American settlers had been living in the Lexington area for only a few years when William Becknell left Franklin in central Missouri for Santa Fe in September, 1821. The Missouri River was the only "road" to the West through Lexington, so Becknell probably followed an Indian trail, the Osage Trace, which ran a few miles south of Lexington west to Fort Osage.
However, Lexington was already in the process of routing the westward land traffic through the town. In October, 1821, the county court declared a new road from the Tabo Creek crossing, nine miles east of town, to the Trace south of town to be the "nearest and best" route to Fort Osage.
With the success of the new Santa Fe Trail, some of the early traders from central Missouri may have continued to follow the old Indian route, but probably most of the early traderz went through Lexington, since, in the 1820's it was the last American town of any size. Trade goods such as tinware, tobacco, whiskey and beeswax originated in Lexington. Direct expeditions from the area started as early as 1822 when Strother Renick, whose family had settled seven miles west at Wellington, was hired by a Gen. McRea to "take a small stock of goods on, pack mules over the trackless prairie to Mexico."

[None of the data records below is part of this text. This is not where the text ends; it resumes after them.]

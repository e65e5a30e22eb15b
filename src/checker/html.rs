// src/checker/html.rs
// =============================================================================
// This module extracts anchors from raw HTML embedded in Markdown pages.
//
// Documentation pages often drop down to HTML for buttons, cards and tables:
//   <a href="https://explorer.xprnetwork.org" target="_blank">Explorer</a>
//
// We use the `scraper` crate which:
// - Parses HTML (here: the whole Markdown file as a fragment) into a DOM
// - Supports CSS selectors for finding elements
// - Tolerates the surrounding Markdown, which it simply sees as text
//
// Only the raw href and the anchor text are returned; deciding which hrefs
// are worth checking is left to the caller.
// =============================================================================

use scraper::{Html, Selector};

// Extracts (href, anchor text) pairs from all <a href> elements
//
// Example:
//   content = "Open the <a href='https://explorer.test'>Explorer</a>."
//   result  = [("https://explorer.test", "Explorer")]
pub fn extract_html_anchors(content: &str) -> Vec<(String, String)> {
    // Cheap pre-check: most Markdown files contain no anchors at all
    if !content.contains("<a") && !content.contains("<A") {
        return Vec::new();
    }

    let fragment = Html::parse_fragment(content);

    // The selector is a constant and known to be valid
    let selector = Selector::parse("a[href]").expect("valid anchor selector");

    fragment
        .select(&selector)
        .filter_map(|element| {
            let href = element.value().attr("href")?.trim();
            let text = element.text().collect::<String>();
            Some((href.to_string(), text.trim().to_string()))
        })
        .collect()
}

#[cfg(test)]
mod tests {
    use super::*;

    #[test]
    fn test_extract_anchor_with_text() {
        let content = r#"Open the <a href="https://explorer.test" target="_blank">Block Explorer</a>."#;
        let anchors = extract_html_anchors(content);
        assert_eq!(
            anchors,
            vec![("https://explorer.test".to_string(), "Block Explorer".to_string())]
        );
    }

    #[test]
    fn test_relative_hrefs_are_returned_raw() {
        let content = r#"<a href="/guide/">Guide</a> <a href="mailto:team@docs.test">Mail</a>"#;
        let anchors = extract_html_anchors(content);
        assert_eq!(anchors.len(), 2);
        assert_eq!(anchors[0].0, "/guide/");
        assert_eq!(anchors[1].0, "mailto:team@docs.test");
    }

    #[test]
    fn test_markdown_without_html() {
        let content = "# Title\n\n[Docs](https://docs.test) and a < b comparison";
        assert!(extract_html_anchors(content).is_empty());
    }

    #[test]
    fn test_anchor_without_href_is_ignored() {
        let content = r#"<a name="top"></a><a href="https://x.test">X</a>"#;
        let anchors = extract_html_anchors(content);
        assert_eq!(anchors, vec![("https://x.test".to_string(), "X".to_string())]);
    }
}
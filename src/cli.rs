// src/cli.rs
// =============================================================================
// Command-line interface, declared with clap's derive API.
//
// No subcommands: a run is one pass over the endpoint registry followed by
// one pass over the documentation links, either of which can be switched off.
//
//   docs-linkcheck                      # both passes
//   docs-linkcheck --links-only --timeout=5000
//   docs-linkcheck --endpoints-only --verbose
// =============================================================================

use clap::error::ErrorKind;
use clap::Parser;
use std::path::PathBuf;

#[derive(Parser, Debug)]
#[command(
    name = "docs-linkcheck",
    version,
    about = "Checks RPC endpoints and outbound links referenced in the documentation",
    long_about = "docs-linkcheck health-checks every API endpoint listed in the endpoint registry \
                  and verifies that every http(s) link in the Markdown documentation is reachable. \
                  It exits with status 1 if anything failed, which makes it suitable for CI."
)]
pub struct Cli {
    /// Only check API endpoints from the endpoint registry
    #[arg(long, conflicts_with = "links_only")]
    pub endpoints_only: bool,

    /// Only check links found in Markdown files
    #[arg(long)]
    pub links_only: bool,

    /// Also list passed and skipped items, and log redirects and retries
    #[arg(long)]
    pub verbose: bool,

    /// Per-request timeout in milliseconds (default: 10000)
    ///
    /// Accepts both `--timeout 5000` and `--timeout=5000`
    #[arg(long, value_name = "MS")]
    pub timeout: Option<u64>,

    /// Root directory of the documentation tree (default: src)
    #[arg(long, value_name = "DIR")]
    pub root: Option<PathBuf>,

    /// Endpoint registry file, relative to the root unless absolute
    /// (default: client-sdks/endpoints.md)
    #[arg(long, value_name = "FILE")]
    pub endpoints_file: Option<PathBuf>,

    /// JSON configuration file (timeouts, skip rules, extensions, ...)
    #[arg(long, value_name = "FILE")]
    pub config: Option<PathBuf>,

    /// Number of probes in flight at once (default: 1, sequential)
    #[arg(long, value_name = "N")]
    pub concurrency: Option<usize>,
}

impl Cli {
    pub fn run_endpoints(&self) -> bool {
        !self.links_only
    }

    pub fn run_links(&self) -> bool {
        !self.endpoints_only
    }
}

/// Exit code for a command line clap could not turn into a run.
///
/// --help and --version exit 0; every usage error exits 1, the same code as
/// any other failed run.
pub fn usage_exit_code(error: &clap::Error) -> i32 {
    match error.kind() {
        ErrorKind::DisplayHelp | ErrorKind::DisplayVersion => 0,
        _ => 1,
    }
}
// src/checker/markdown.rs
// =============================================================================
// This module extracts URLs from Markdown text.
//
// Three sources of URLs, in priority order:
// 1. Inline links `[label](url)`: the URL is taken verbatim, context = label
// 2. Inline HTML anchors `<a href="url">text</a>` (see html.rs)
// 3. Bare URLs anywhere in the text, including fenced code blocks,
//    context = "code/text"
//
// Within one file the first extraction of a URL wins: a URL already found as
// a link is not added again as a bare URL.
//
// Link destinations are matched with a regex rather than a CommonMark parser
// so that URLs are kept exactly as written and links inside code blocks are
// still found.
// =============================================================================

use regex::Regex;
use std::sync::LazyLock;

use super::html::extract_html_anchors;
use super::outcome::CheckTarget;

/// Context recorded for URLs found in running text or code
pub const BARE_URL_CONTEXT: &str = "code/text";

// [label](destination)
static INLINE_LINK: LazyLock<Regex> =
    LazyLock::new(|| Regex::new(r"\[([^\]]*)\]\(([^)]+)\)").expect("valid inline link regex"));

// A URL token ends at whitespace, quotes, backticks, angle/square/round
// brackets, or an ampersand (HTML entities in code samples)
static BARE_URL: LazyLock<Regex> =
    LazyLock::new(|| Regex::new(r#"https?://[^\s'"`<>\]\[()&]+"#).expect("valid bare URL regex"));

const TRAILING_PUNCTUATION: &[char] = &['.', ',', ';', ':', '!', '?', ')'];

// Extracts every http(s) URL from one Markdown file
//
// Parameters:
//   content: the file's text
//   source: the file path relative to the docs root (kept on each target)
//
// Returns: link targets in extraction order. Inline links may repeat; HTML
// anchors and bare URLs are only added if the file has not produced them yet.
pub fn extract_markdown_links(content: &str, source: &str) -> Vec<CheckTarget> {
    let mut targets: Vec<CheckTarget> = Vec::new();

    for captures in INLINE_LINK.captures_iter(content) {
        let label = captures.get(1).map_or("", |m| m.as_str());
        let url = captures.get(2).map_or("", |m| m.as_str()).trim();
        if is_http_link(url) {
            targets.push(CheckTarget::link(url, source, label));
        }
    }

    for (url, text) in extract_html_anchors(content) {
        if is_http_link(&url) && !already_found(&targets, &url) {
            targets.push(CheckTarget::link(url, source, text));
        }
    }

    for url in extract_bare_urls(content) {
        if !already_found(&targets, url) {
            targets.push(CheckTarget::link(url, source, BARE_URL_CONTEXT));
        }
    }

    targets
}

// Finds bare URL tokens and strips trailing sentence punctuation
fn extract_bare_urls(content: &str) -> impl Iterator<Item = &str> {
    BARE_URL
        .find_iter(content)
        .map(|m| m.as_str().trim_end_matches(TRAILING_PUNCTUATION))
}

fn already_found(targets: &[CheckTarget], url: &str) -> bool {
    targets.iter().any(|t| t.value == url)
}

// Only http:// and https:// URLs are probed; relative paths, anchors,
// mailto: and friends are ignored
pub fn is_http_link(url: &str) -> bool {
    url.starts_with("http://") || url.starts_with("https://")
}

#[cfg(test)]
mod tests {
    use super::*;

    fn urls(targets: &[CheckTarget]) -> Vec<&str> {
        targets.iter().map(|t| t.value.as_str()).collect()
    }

    #[test]
    fn test_extract_simple_link() {
        let markdown = "Check out [Rust](https://www.rust-lang.org)!";
        let links = extract_markdown_links(markdown, "index.md");
        assert_eq!(urls(&links), vec!["https://www.rust-lang.org"]);
        assert_eq!(links[0].context.as_deref(), Some("Rust"));
        assert_eq!(links[0].source.as_deref(), Some("index.md"));
    }

    #[test]
    fn test_link_style_wins_over_bare_capture() {
        let markdown = "[Docs](https://good.example/api)\n\nCheck out https://good.example/api for more.";
        let links = extract_markdown_links(markdown, "guide.md");
        assert_eq!(links.len(), 1);
        assert_eq!(links[0].value, "https://good.example/api");
        assert_eq!(links[0].context.as_deref(), Some("Docs"));
    }

    #[test]
    fn test_html_anchor_wins_over_bare_capture() {
        let markdown = r#"<a href="https://x.test/p">Explorer</a> or https://x.test/p."#;
        let links = extract_markdown_links(markdown, "p.md");
        assert_eq!(urls(&links), vec!["https://x.test/p"]);
        assert_eq!(links[0].context.as_deref(), Some("Explorer"));
    }

    #[test]
    fn test_link_style_wins_over_html_anchor() {
        let markdown = r#"<a href="https://x.test/p">Map</a> and [Explorer](https://x.test/p)"#;
        let links = extract_markdown_links(markdown, "p.md");
        assert_eq!(urls(&links), vec!["https://x.test/p"]);
        assert_eq!(links[0].context.as_deref(), Some("Explorer"));
    }

    #[test]
    fn test_bare_urls_in_code_blocks() {
        let markdown = r#"
```js
const rpc = new JsonRpc("https://rpc.docs.test", { fetch });
fetch('https://api.docs.test/v1/history');
```
"#;
        let links = extract_markdown_links(markdown, "sdk.md");
        assert_eq!(
            urls(&links),
            vec!["https://rpc.docs.test", "https://api.docs.test/v1/history"]
        );
        assert!(links.iter().all(|l| l.context.as_deref() == Some(BARE_URL_CONTEXT)));
    }

    #[test]
    fn test_trailing_punctuation_is_stripped() {
        let markdown = "See https://a.test/page. Or https://b.test/x?, and https://c.test/y!";
        let links = extract_markdown_links(markdown, "p.md");
        assert_eq!(
            urls(&links),
            vec!["https://a.test/page", "https://b.test/x", "https://c.test/y"]
        );
    }

    #[test]
    fn test_bare_url_stops_at_ampersand_and_brackets() {
        let markdown = "curl 'https://a.test/q?x=1&amp;y=2' and <https://b.test/path>";
        let links = extract_markdown_links(markdown, "p.md");
        assert_eq!(urls(&links), vec!["https://a.test/q?x=1", "https://b.test/path"]);
    }

    #[test]
    fn test_inline_link_duplicates_are_kept_bare_duplicates_are_not() {
        let markdown = "[a](https://a.test) [b](https://a.test) https://c.test https://c.test";
        let links = extract_markdown_links(markdown, "p.md");
        assert_eq!(urls(&links), vec!["https://a.test", "https://a.test", "https://c.test"]);
    }

    #[test]
    fn test_link_destination_kept_verbatim() {
        let markdown = "[Spec](  https://a.test/Path/../Index.HTML#Top  )";
        let links = extract_markdown_links(markdown, "p.md");
        assert_eq!(urls(&links), vec!["https://a.test/Path/../Index.HTML#Top"]);
    }

    #[test]
    fn test_skip_mailto_and_relative_links() {
        let markdown = "Email [me](mailto:test@docs.test), see [docs](./docs/README.md) or [top](#top)";
        let links = extract_markdown_links(markdown, "p.md");
        assert!(links.is_empty());
    }

    #[test]
    fn test_every_extracted_url_is_http() {
        let markdown = "[ftp](ftp://files.test) [x](https://x.test) http://y.test file:///etc";
        let links = extract_markdown_links(markdown, "p.md");
        assert!(links.iter().all(|l| is_http_link(&l.value)));
        assert_eq!(links.len(), 2);
    }
}
// src/config.rs
// =============================================================================
// Run configuration.
//
// Sources, lowest to highest precedence:
// 1. Built-in defaults (the values below)
// 2. An optional JSON file passed with --config
// 3. Command-line flags
//
// Every field has a serde default, so a config file only needs to list what
// it changes, e.g.:
//
//   { "timeout_ms": 5000, "skip_rules": [{ "pattern": "internal\\.test", "reason": "private" }] }
//
// Note that a `skip_rules` entry in the file replaces the built-in list.
// =============================================================================

use anyhow::{Context, Result};
use serde::Deserialize;
use std::path::{Path, PathBuf};

use crate::cli::Cli;

#[derive(Debug, Clone, Deserialize)]
pub struct CheckerConfig {
    /// Root of the documentation tree
    #[serde(default = "default_root")]
    pub root: PathBuf,

    /// Endpoint registry, relative to `root` unless absolute
    #[serde(default = "default_endpoints_file")]
    pub endpoints_file: PathBuf,

    /// Per-request timeout; every redirect hop and retry gets a fresh budget
    #[serde(default = "default_timeout_ms")]
    pub timeout_ms: u64,

    #[serde(default = "default_max_redirects")]
    pub max_redirects: usize,

    /// Probes in flight at once. 1 keeps the run strictly sequential.
    #[serde(default = "default_concurrency")]
    pub concurrency: usize,

    #[serde(default = "default_user_agent")]
    pub user_agent: String,

    /// File extensions (without the dot) scanned for links
    #[serde(default = "default_extensions")]
    pub extensions: Vec<String>,

    #[serde(default = "default_skip_rules")]
    pub skip_rules: Vec<SkipRuleConfig>,
}

#[derive(Debug, Clone, Deserialize, PartialEq, Eq)]
pub struct SkipRuleConfig {
    pub pattern: String,
    pub reason: String,
}

fn default_root() -> PathBuf {
    PathBuf::from("src")
}

fn default_endpoints_file() -> PathBuf {
    PathBuf::from("client-sdks/endpoints.md")
}

fn default_timeout_ms() -> u64 {
    10_000
}

fn default_max_redirects() -> usize {
    10
}

fn default_concurrency() -> usize {
    1
}

fn default_user_agent() -> String {
    "XPR-Docs-Link-Checker/1.0".to_string()
}

fn default_extensions() -> Vec<String> {
    vec!["md".to_string()]
}

const LOCAL_OR_EXAMPLE: &str = "Local or example address";
const PLACEHOLDER: &str = "Template placeholder";
const BLOCKS_BOTS: &str = "Host blocks automated requests";
const ENDPOINT_ROOT: &str = "API endpoint root (checked by the endpoint pass)";

// RPC roots listed in the endpoint registry. Their bare root usually answers
// 404, so the link pass leaves them to the health check.
const ENDPOINT_ROOTS: &[&str] = &[
    r"proton\.eosusa\.io$",
    r"proton\.cryptolions\.io$",
    r"api\.protonnz\.com$",
    r"proton\.protonuk\.io$",
    r"proton\.eoscafeblock\.com$",
    r"api\.totalproton\.tech$",
    r"mainnet\.brotonbp\.com$",
    r"proton\.eu\.eosamsterdam\.net$",
    r"protonapi\.blocksindia\.com$",
    r"api-xprnetwork-main\.saltant\.io$",
    r"protonapi\.ledgerwise\.io$",
    r"proton-api\.eosiomadrid\.io$",
    r"proton\.genereos\.io$",
    r"api-proton\.nodeone\.network",
    r"proton-public\.neftyblocks\.com$",
    r"api-proton\.eosarabia\.net$",
    r"api\.luminaryvisn\.com$",
    r"testnet-api\.alvosec\.com$",
    r"proton-testnet\.cryptolions\.io$",
    r"testnet\.brotonbp\.com$",
    r"testnet-api\.xprcore\.com$",
    r"protontest\.eu\.eosamsterdam\.net$",
    r"api-xprnetwork-test\.saltant\.io$",
    r"testnet-api\.xprdata\.org$",
    r"testnet\.rockerone\.io$",
    r"test\.proton\.eosusa\.io$",
];

fn default_skip_rules() -> Vec<SkipRuleConfig> {
    let fixed = [
        (r"localhost", LOCAL_OR_EXAMPLE),
        (r"127\.0\.0\.1", LOCAL_OR_EXAMPLE),
        (r"example\.com", LOCAL_OR_EXAMPLE),
        (r"(?i)your[_-]?server", PLACEHOLDER),
        (r"YOU_ACCOUNT", PLACEHOLDER),
        (r"ACCOUNT_NAME", PLACEHOLDER),
        (r"youracc", PLACEHOLDER),
        (r"<.*>", PLACEHOLDER),
        (r"github\.com/user/repo", PLACEHOLDER),
        (r"twitter\.com", BLOCKS_BOTS),
        (r"x\.com", BLOCKS_BOTS),
        (r"npmjs\.com", BLOCKS_BOTS),
    ];

    fixed
        .into_iter()
        .chain(ENDPOINT_ROOTS.iter().map(|pattern| (*pattern, ENDPOINT_ROOT)))
        .map(|(pattern, reason)| SkipRuleConfig {
            pattern: pattern.to_string(),
            reason: reason.to_string(),
        })
        .collect()
}

impl Default for CheckerConfig {
    fn default() -> Self {
        Self {
            root: default_root(),
            endpoints_file: default_endpoints_file(),
            timeout_ms: default_timeout_ms(),
            max_redirects: default_max_redirects(),
            concurrency: default_concurrency(),
            user_agent: default_user_agent(),
            extensions: default_extensions(),
            skip_rules: default_skip_rules(),
        }
    }
}

impl CheckerConfig {
    /// Reads a JSON config file, or returns the defaults when no path is given.
    ///
    /// # Errors
    /// Fails if the file cannot be read or is not valid JSON for this struct.
    pub fn load(path: Option<&Path>) -> Result<Self> {
        let Some(path) = path else {
            return Ok(Self::default());
        };

        let content = std::fs::read_to_string(path)
            .with_context(|| format!("Failed to read config file {}", path.display()))?;
        let config: CheckerConfig = serde_json::from_str(&content)
            .with_context(|| format!("Failed to parse config file {}", path.display()))?;
        Ok(config)
    }

    /// Layers command-line overrides on top of the loaded values
    pub fn apply_cli(&mut self, cli: &Cli) {
        if let Some(root) = &cli.root {
            self.root = root.clone();
        }
        if let Some(endpoints_file) = &cli.endpoints_file {
            self.endpoints_file = endpoints_file.clone();
        }
        if let Some(timeout) = cli.timeout {
            self.timeout_ms = timeout;
        }
        if let Some(concurrency) = cli.concurrency {
            self.concurrency = concurrency;
        }
        self.concurrency = self.concurrency.max(1);
    }

    /// Location of the endpoint registry on disk
    pub fn endpoints_path(&self) -> PathBuf {
        if self.endpoints_file.is_absolute() {
            self.endpoints_file.clone()
        } else {
            self.root.join(&self.endpoints_file)
        }
    }
}

#[cfg(test)]
mod tests {
    use super::*;
    use clap::Parser;
    use std::io::Write;

    #[test]
    fn test_defaults() {
        let config = CheckerConfig::default();
        assert_eq!(config.timeout_ms, 10_000);
        assert_eq!(config.max_redirects, 10);
        assert_eq!(config.concurrency, 1);
        assert_eq!(config.extensions, vec!["md"]);
        assert_eq!(
            config.endpoints_path(),
            PathBuf::from("src/client-sdks/endpoints.md")
        );
        assert!(config
            .skip_rules
            .iter()
            .any(|r| r.pattern == r"npmjs\.com" && r.reason == BLOCKS_BOTS));
    }

    #[test]
    fn test_partial_file_keeps_other_defaults() {
        let mut file = tempfile::NamedTempFile::new().unwrap();
        write!(
            file,
            r#"{{ "timeout_ms": 2500, "skip_rules": [{{ "pattern": "internal\\.test", "reason": "private" }}] }}"#
        )
        .unwrap();

        let config = CheckerConfig::load(Some(file.path())).unwrap();
        assert_eq!(config.timeout_ms, 2500);
        assert_eq!(config.max_redirects, 10);
        assert_eq!(config.root, PathBuf::from("src"));
        assert_eq!(
            config.skip_rules,
            vec![SkipRuleConfig {
                pattern: r"internal\.test".to_string(),
                reason: "private".to_string(),
            }]
        );
    }

    #[test]
    fn test_malformed_file_is_an_error() {
        let mut file = tempfile::NamedTempFile::new().unwrap();
        write!(file, "{{ not json").unwrap();
        assert!(CheckerConfig::load(Some(file.path())).is_err());
    }

    #[test]
    fn test_cli_overrides_file_values() {
        let cli = Cli::parse_from([
            "docs-linkcheck",
            "--timeout=3000",
            "--root",
            "docs",
            "--concurrency",
            "0",
        ]);
        let mut config = CheckerConfig::default();
        config.apply_cli(&cli);

        assert_eq!(config.timeout_ms, 3000);
        assert_eq!(config.root, PathBuf::from("docs"));
        assert_eq!(config.concurrency, 1);
        assert_eq!(config.endpoints_path(), PathBuf::from("docs/client-sdks/endpoints.md"));
    }
}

Since the Santa Fe Trail split in the middle of Lexington, the following auto tour will note divergences while trying to take you through the town on the main route. Recognizing that traffic on the Trail went both ways, we will start our tour at the city limits sign on Highway 224 east of Lexington.
Historic Trail Stop One:
Three tenths of a mile west of the city limits sign, turn right or north off of 224, into Martin Lane. Stay to right and turn around at first chance. As you head back to 224, you are entering Lexington just as the Santa Fe traders did in the 1820's. This rambling lane was the Main road into town from the east until the early 1900's when U.S. 24 (now 224) was built. The Old Dover Road, as Martin Lane was known until recently, now only goes to a new housing development.
Historic Trail Stop Two:
After returning to 224, turn right and, after going miles, turn left on Dover Road and follow this diagonal street two blocks to South Street. Turn left at intersection and park. The large white house in front of you, known as Greystone Park, was begun by a doctor in the 1830's and must have witnessed a lot of Santa Fe trade. The sign in front will indicate whether it is open for tours or is available as a bed and breakfast. Across the street in front of Greystone Park, you will notice a large vacant lot. According to tradition, this was the location of a spring and campground used by groups traveling on the Trail.
Historic Trail Stop Three:
After turning around to head west and stopping at 24th and South Street, you have a choice to make. If you would like to see a large Italianate mansion built by William Limrick in the 1850's with profits partly from the Santa Fe trade, turn left; follow this winding old road for about two miles, across U.S. 24 and down a gravel road, into the country where you will see the house on your left it is usually open for tours and is a bed and breakfast.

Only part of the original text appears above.